-------- Data for this exercise

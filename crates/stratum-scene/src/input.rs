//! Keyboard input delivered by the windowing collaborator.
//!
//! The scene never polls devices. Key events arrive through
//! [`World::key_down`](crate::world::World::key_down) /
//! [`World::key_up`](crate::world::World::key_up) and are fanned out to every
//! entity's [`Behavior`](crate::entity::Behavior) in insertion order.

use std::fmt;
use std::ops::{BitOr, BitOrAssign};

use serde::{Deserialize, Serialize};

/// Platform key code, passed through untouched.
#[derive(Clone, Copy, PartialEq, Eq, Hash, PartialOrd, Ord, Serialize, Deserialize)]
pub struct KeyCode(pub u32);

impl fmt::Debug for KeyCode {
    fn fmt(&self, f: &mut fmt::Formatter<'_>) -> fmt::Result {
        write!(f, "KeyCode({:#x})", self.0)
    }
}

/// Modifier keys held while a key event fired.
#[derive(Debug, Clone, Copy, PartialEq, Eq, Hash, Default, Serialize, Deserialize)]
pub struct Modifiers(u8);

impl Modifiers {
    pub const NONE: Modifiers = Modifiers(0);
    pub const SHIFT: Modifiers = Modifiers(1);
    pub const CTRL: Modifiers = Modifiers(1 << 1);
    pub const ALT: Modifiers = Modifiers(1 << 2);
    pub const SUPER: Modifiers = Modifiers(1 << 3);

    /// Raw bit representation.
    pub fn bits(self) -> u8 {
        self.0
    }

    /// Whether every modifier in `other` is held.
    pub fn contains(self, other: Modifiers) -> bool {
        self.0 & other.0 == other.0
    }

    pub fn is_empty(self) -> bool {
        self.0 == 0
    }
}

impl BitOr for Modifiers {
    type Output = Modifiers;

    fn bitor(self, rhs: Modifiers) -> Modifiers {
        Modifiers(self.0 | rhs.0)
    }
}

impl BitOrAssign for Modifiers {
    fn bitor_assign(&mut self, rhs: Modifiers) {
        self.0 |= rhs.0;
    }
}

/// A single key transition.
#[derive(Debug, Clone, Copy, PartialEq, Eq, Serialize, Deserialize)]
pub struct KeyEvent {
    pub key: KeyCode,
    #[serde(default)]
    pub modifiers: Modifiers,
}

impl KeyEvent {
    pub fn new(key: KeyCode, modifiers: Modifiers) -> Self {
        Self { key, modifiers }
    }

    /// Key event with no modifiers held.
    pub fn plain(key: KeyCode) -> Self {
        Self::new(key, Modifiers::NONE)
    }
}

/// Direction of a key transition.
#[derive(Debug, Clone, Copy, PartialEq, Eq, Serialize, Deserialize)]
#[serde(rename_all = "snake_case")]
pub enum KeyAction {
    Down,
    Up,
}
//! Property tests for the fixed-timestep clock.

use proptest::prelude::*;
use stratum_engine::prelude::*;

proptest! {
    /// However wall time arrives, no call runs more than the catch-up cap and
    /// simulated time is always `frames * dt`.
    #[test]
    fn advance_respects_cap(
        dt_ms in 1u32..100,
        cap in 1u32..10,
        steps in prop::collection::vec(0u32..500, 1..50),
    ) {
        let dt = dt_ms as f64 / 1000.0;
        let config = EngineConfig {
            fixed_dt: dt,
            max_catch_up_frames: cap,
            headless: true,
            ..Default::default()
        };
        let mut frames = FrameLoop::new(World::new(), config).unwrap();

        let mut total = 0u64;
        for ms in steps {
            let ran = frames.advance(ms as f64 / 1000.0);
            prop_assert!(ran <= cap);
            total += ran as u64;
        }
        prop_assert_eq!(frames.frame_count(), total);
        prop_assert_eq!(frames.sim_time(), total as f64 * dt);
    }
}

----------------
-------- Data for this exercise

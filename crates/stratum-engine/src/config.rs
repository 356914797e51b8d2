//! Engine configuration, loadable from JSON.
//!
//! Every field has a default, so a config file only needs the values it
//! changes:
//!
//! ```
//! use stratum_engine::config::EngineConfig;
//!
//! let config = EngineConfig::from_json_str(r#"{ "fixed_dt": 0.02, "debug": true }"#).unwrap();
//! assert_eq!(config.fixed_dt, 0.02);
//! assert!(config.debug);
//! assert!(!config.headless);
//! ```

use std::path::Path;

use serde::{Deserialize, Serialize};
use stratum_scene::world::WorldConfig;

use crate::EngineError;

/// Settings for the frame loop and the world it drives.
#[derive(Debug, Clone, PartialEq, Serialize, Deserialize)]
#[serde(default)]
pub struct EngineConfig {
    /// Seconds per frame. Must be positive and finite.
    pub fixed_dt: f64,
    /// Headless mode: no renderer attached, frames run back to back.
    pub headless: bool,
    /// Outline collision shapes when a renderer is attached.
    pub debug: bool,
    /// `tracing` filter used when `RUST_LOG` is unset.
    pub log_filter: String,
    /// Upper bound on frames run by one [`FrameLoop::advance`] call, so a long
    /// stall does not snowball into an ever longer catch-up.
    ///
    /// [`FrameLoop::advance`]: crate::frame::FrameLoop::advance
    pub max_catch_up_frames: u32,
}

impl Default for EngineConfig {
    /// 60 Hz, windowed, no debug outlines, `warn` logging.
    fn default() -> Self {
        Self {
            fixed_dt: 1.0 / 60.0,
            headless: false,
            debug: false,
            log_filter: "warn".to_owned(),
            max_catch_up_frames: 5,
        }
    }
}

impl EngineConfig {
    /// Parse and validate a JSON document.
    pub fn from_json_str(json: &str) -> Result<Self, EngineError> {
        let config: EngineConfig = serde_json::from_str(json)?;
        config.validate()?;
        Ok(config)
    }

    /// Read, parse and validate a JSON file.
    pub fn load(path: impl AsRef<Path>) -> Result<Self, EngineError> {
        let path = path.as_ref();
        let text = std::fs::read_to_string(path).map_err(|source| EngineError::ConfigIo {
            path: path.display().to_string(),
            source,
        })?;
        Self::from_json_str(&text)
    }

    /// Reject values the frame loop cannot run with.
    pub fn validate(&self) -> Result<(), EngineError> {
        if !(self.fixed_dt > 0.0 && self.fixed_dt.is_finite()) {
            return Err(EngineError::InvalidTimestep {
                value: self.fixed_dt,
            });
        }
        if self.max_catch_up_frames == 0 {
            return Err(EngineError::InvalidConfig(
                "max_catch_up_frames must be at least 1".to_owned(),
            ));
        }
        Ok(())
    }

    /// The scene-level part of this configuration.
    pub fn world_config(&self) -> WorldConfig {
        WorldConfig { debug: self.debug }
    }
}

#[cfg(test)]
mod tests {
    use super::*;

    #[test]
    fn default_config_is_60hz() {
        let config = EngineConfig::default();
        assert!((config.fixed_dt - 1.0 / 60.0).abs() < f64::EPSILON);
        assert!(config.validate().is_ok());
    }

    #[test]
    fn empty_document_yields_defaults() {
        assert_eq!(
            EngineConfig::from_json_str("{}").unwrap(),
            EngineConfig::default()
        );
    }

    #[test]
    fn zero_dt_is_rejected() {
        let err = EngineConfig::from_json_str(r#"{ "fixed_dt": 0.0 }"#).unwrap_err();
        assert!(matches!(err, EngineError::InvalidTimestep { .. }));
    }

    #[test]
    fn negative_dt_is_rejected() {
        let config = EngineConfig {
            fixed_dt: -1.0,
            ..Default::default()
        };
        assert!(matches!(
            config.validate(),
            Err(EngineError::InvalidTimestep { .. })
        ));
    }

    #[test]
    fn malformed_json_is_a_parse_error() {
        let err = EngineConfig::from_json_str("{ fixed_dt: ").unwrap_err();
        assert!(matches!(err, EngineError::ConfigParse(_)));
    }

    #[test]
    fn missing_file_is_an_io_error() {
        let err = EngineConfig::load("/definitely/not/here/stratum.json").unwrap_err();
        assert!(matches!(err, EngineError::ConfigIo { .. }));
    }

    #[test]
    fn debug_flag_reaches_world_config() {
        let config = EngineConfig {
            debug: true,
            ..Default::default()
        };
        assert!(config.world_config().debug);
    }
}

----------------

Task objective - Reprint exactly the lines above that start at the one with "filename crates/stratum-scene/src/input.rs" and end at the one with "pub const SHIFT: Modifiers", keeping both and adding none.

Exercise response -
filename crates/stratum-scene/src/input.rs
//! Keyboard input delivered by the windowing collaborator.
//!
//! The scene never polls devices. Key events arrive through
//! [`World::key_down`](crate::world::World::key_down) /
//! [`World::key_up`](crate::world::World::key_up) and are fanned out to every
//! entity's [`Behavior`](crate::entity::Behavior) in insertion order.

use std::fmt;
use std::ops::{BitOr, BitOrAssign};

use serde::{Deserialize, Serialize};

/// Platform key code, passed through untouched.
#[derive(Clone, Copy, PartialEq, Eq, Hash, PartialOrd, Ord, Serialize, Deserialize)]
pub struct KeyCode(pub u32);

impl fmt::Debug for KeyCode {
    fn fmt(&self, f: &mut fmt::Formatter<'_>) -> fmt::Result {
        write!(f, "KeyCode({:#x})", self.0)
    }
}

/// Modifier keys held while a key event fired.
#[derive(Debug, Clone, Copy, PartialEq, Eq, Hash, Default, Serialize, Deserialize)]
pub struct Modifiers(u8);

impl Modifiers {
    pub const NONE: Modifiers = Modifiers(0);
    pub const SHIFT: Modifiers = Modifiers(1);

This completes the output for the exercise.